STUDY MATERIAL START

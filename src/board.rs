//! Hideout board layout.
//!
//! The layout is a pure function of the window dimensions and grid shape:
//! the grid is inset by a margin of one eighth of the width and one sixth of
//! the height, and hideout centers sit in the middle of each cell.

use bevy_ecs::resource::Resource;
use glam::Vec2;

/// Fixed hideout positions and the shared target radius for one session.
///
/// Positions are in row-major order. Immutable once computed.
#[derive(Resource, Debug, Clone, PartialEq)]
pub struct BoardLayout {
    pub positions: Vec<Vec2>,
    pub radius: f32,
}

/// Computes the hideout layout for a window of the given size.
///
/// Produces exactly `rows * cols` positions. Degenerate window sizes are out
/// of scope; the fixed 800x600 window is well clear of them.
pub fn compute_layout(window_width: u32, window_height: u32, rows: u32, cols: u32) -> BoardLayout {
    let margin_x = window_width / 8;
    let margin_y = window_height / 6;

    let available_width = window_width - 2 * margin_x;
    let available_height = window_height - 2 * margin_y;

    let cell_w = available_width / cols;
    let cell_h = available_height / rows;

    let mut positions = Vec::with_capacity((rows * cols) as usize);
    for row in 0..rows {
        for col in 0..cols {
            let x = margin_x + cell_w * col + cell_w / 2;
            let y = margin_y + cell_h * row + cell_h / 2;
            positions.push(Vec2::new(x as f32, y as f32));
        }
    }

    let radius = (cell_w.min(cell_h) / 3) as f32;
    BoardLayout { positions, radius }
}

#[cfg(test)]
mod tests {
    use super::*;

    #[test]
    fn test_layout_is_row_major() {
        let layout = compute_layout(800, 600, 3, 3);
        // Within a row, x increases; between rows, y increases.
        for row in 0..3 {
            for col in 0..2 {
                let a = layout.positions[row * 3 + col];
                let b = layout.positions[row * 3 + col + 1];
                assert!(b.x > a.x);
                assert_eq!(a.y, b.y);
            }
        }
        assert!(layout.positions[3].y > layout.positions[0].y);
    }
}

STUDY MATERIAL END
STUDY MATERIAL START

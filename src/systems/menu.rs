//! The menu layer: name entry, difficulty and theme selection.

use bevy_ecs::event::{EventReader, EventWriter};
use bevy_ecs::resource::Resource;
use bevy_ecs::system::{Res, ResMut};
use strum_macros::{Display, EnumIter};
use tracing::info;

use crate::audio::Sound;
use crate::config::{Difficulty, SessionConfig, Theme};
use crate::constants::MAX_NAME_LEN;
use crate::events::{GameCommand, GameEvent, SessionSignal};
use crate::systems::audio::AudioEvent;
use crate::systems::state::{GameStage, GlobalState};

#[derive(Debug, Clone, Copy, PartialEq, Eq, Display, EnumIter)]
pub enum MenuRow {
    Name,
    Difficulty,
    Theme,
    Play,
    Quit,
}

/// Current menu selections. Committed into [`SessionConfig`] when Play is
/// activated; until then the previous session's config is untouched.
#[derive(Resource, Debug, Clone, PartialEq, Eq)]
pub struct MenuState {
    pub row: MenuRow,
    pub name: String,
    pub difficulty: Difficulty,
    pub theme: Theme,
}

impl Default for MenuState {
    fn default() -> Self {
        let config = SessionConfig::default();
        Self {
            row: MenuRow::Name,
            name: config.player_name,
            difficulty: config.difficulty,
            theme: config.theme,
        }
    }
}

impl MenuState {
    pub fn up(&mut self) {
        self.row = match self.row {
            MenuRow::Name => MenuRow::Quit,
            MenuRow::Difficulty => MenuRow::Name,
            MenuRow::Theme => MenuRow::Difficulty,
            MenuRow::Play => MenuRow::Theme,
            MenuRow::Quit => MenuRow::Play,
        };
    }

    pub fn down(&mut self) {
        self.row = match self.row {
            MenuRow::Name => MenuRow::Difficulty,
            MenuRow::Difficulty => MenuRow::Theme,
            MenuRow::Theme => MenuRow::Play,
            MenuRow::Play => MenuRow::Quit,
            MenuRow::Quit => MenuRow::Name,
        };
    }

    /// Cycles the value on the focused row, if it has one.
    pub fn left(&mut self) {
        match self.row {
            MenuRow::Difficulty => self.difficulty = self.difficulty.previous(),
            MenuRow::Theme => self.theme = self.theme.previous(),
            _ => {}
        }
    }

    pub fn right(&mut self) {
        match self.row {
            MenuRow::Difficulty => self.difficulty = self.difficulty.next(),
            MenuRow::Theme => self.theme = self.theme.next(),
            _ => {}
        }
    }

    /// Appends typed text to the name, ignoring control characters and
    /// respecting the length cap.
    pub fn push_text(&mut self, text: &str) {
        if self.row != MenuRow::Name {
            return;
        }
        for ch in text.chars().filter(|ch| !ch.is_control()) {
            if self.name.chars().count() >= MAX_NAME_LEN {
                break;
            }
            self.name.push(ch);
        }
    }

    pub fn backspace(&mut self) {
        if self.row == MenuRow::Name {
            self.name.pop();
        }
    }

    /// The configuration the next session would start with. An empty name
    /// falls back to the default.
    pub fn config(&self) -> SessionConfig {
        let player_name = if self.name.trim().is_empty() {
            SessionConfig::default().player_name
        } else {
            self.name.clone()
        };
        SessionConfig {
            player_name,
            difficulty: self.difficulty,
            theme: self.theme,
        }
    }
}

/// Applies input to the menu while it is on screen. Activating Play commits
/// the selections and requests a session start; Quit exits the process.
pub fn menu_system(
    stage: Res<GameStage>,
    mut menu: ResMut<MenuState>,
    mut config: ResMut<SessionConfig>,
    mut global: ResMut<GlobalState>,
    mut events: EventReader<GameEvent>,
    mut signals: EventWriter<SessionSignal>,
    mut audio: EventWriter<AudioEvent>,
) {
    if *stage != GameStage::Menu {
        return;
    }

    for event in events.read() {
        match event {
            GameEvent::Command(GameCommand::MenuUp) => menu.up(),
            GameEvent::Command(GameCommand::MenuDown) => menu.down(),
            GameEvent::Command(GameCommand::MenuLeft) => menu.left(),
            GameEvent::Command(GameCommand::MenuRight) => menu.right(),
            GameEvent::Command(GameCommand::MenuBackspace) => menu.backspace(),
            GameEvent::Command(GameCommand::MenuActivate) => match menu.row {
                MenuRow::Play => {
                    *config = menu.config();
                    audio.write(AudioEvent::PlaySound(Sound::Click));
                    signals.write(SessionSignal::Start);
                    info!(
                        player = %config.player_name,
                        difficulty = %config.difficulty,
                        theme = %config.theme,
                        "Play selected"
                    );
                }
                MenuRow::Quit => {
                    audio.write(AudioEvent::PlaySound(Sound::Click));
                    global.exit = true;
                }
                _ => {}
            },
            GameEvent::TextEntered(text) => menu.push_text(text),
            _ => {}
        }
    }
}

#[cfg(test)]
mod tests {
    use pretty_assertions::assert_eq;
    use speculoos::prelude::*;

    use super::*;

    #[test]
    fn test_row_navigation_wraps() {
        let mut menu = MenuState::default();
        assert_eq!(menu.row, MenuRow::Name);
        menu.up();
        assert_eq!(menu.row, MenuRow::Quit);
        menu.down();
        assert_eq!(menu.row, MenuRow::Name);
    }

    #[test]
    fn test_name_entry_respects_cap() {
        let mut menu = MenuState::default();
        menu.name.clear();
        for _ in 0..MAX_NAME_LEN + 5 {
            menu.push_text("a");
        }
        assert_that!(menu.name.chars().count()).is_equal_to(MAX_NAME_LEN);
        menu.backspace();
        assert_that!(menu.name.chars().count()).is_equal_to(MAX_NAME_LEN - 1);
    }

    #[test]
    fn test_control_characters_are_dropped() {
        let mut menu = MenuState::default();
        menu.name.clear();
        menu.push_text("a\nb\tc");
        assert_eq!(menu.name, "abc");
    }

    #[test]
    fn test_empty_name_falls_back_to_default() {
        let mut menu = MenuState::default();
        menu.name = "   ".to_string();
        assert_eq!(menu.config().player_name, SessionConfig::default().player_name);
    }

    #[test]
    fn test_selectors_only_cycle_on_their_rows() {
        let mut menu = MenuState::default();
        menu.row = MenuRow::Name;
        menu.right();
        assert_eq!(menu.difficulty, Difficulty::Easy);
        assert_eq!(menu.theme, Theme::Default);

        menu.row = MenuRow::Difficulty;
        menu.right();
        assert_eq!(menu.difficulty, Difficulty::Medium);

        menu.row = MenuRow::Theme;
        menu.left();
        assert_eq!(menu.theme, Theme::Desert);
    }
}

STUDY MATERIAL END
STUDY MATERIAL START

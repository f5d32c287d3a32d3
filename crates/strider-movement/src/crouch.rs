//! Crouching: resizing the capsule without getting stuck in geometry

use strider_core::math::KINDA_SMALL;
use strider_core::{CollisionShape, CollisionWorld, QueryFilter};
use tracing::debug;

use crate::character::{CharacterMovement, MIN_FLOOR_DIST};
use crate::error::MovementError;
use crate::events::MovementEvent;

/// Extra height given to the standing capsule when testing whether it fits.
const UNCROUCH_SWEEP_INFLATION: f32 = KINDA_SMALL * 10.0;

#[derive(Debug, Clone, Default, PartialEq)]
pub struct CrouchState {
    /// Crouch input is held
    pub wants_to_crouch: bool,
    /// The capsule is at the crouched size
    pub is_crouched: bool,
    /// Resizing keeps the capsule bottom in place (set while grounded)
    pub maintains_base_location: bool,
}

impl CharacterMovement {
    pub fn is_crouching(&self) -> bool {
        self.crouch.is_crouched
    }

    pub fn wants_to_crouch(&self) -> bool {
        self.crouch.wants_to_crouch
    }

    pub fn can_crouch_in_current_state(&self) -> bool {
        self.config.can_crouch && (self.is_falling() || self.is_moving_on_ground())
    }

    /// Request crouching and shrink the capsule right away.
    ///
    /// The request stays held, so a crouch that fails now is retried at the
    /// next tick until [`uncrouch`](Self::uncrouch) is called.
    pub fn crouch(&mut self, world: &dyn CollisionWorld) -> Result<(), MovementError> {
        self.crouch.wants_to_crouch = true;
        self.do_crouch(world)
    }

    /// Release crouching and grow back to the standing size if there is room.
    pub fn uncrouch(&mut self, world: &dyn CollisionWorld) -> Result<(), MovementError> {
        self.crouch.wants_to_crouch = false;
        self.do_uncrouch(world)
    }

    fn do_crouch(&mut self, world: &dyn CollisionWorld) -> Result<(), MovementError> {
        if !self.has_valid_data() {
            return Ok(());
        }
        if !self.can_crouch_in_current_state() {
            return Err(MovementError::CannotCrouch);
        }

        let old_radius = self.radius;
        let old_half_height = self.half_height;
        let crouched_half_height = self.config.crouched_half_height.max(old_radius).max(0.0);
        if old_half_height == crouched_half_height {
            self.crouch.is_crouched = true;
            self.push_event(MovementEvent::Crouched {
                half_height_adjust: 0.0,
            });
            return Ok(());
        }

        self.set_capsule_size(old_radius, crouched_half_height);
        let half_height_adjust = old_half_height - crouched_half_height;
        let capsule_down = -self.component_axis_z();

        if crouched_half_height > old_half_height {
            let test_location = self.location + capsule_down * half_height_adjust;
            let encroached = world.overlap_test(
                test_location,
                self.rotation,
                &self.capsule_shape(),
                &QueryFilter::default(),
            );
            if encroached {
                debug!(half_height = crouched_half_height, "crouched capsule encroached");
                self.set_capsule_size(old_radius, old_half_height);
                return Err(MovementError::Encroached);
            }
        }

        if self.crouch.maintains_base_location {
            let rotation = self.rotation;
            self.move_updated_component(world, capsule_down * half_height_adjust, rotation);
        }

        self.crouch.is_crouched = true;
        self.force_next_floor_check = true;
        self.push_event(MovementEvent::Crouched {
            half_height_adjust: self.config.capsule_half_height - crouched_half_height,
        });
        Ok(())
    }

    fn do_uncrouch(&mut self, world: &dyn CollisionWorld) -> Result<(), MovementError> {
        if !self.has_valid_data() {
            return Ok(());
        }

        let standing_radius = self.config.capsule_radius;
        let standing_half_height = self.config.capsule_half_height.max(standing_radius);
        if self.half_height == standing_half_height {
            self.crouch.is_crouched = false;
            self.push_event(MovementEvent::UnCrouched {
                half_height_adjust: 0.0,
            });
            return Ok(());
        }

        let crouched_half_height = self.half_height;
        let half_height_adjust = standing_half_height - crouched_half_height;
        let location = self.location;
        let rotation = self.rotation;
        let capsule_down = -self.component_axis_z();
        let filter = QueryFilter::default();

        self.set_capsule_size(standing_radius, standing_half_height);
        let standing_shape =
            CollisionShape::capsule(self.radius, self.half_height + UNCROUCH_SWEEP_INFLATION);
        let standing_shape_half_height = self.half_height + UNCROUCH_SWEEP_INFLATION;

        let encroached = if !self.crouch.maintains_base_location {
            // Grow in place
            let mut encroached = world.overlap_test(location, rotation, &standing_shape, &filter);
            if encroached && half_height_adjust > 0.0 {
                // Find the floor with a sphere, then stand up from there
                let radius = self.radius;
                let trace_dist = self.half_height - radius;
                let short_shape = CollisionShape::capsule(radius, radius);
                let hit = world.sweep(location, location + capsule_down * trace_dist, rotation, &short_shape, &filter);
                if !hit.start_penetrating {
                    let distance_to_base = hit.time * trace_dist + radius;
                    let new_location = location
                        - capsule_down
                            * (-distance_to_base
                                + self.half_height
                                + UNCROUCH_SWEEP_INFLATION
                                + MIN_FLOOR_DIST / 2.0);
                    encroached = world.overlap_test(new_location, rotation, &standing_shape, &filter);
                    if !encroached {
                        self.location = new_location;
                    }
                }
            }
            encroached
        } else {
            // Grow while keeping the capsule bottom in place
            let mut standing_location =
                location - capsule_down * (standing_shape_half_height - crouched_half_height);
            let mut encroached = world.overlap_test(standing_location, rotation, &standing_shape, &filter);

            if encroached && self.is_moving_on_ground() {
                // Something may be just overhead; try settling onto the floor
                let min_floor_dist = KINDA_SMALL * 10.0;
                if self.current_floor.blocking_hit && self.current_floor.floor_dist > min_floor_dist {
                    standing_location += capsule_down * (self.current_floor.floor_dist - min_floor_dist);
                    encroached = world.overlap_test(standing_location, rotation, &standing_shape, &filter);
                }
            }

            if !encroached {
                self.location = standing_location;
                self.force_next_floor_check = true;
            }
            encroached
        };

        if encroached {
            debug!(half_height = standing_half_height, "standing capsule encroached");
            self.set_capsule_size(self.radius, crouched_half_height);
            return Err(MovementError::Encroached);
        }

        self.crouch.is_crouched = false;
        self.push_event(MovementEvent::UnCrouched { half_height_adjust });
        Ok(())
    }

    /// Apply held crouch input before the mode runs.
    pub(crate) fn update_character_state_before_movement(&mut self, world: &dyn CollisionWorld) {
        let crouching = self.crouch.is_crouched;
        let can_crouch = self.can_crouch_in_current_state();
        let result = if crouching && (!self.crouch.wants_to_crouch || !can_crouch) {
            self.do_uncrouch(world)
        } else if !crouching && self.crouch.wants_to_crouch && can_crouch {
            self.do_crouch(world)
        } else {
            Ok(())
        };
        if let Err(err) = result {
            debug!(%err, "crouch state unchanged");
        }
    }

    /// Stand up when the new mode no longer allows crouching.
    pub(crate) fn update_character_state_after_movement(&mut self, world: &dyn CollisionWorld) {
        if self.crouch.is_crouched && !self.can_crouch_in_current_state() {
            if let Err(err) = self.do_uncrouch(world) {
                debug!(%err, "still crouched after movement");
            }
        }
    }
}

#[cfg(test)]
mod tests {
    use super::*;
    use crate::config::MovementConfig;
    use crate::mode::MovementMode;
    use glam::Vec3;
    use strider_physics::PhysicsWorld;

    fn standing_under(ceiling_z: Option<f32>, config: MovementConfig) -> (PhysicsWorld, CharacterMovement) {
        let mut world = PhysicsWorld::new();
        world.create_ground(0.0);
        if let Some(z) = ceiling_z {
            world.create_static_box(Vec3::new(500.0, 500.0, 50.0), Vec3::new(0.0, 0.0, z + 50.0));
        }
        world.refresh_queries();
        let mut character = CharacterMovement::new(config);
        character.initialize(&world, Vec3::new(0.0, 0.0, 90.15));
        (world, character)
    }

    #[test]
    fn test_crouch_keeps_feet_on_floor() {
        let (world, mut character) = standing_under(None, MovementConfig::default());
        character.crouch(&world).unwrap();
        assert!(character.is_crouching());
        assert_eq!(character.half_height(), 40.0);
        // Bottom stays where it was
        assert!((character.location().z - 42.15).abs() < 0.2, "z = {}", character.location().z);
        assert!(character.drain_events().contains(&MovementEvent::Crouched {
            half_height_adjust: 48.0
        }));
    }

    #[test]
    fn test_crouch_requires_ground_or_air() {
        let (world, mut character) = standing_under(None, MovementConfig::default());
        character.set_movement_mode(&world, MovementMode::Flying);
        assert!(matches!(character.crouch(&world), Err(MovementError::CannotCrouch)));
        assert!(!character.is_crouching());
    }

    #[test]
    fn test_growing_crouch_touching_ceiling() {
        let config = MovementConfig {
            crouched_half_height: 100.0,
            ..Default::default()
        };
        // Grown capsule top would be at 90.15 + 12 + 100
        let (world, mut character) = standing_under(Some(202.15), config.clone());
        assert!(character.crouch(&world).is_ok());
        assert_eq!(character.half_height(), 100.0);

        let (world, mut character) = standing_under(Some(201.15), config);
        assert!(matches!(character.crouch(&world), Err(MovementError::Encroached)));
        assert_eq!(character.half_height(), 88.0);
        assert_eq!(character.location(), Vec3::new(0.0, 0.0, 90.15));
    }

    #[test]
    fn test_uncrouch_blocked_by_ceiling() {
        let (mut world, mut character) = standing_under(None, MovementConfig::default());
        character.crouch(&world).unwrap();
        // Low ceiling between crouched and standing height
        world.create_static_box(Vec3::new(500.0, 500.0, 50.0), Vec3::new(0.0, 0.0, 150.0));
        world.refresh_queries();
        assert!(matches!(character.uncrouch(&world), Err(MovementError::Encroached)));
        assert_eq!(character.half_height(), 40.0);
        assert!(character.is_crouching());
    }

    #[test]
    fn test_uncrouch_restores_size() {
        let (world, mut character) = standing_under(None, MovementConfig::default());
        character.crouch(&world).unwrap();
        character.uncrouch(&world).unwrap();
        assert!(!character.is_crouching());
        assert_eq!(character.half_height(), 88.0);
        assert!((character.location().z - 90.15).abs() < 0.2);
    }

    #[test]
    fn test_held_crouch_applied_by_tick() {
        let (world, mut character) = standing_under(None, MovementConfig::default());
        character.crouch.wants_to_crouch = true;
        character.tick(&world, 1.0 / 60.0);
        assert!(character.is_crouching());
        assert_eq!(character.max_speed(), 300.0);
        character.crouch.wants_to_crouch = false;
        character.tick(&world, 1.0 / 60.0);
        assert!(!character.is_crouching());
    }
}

STUDY MATERIAL END

Report back each line in the material above that contains the string "EventReader".

OUTPUT OF THE EXERCISE –
use bevy_ecs::event::{EventReader, EventWriter};
    mut events: EventReader<GameEvent>,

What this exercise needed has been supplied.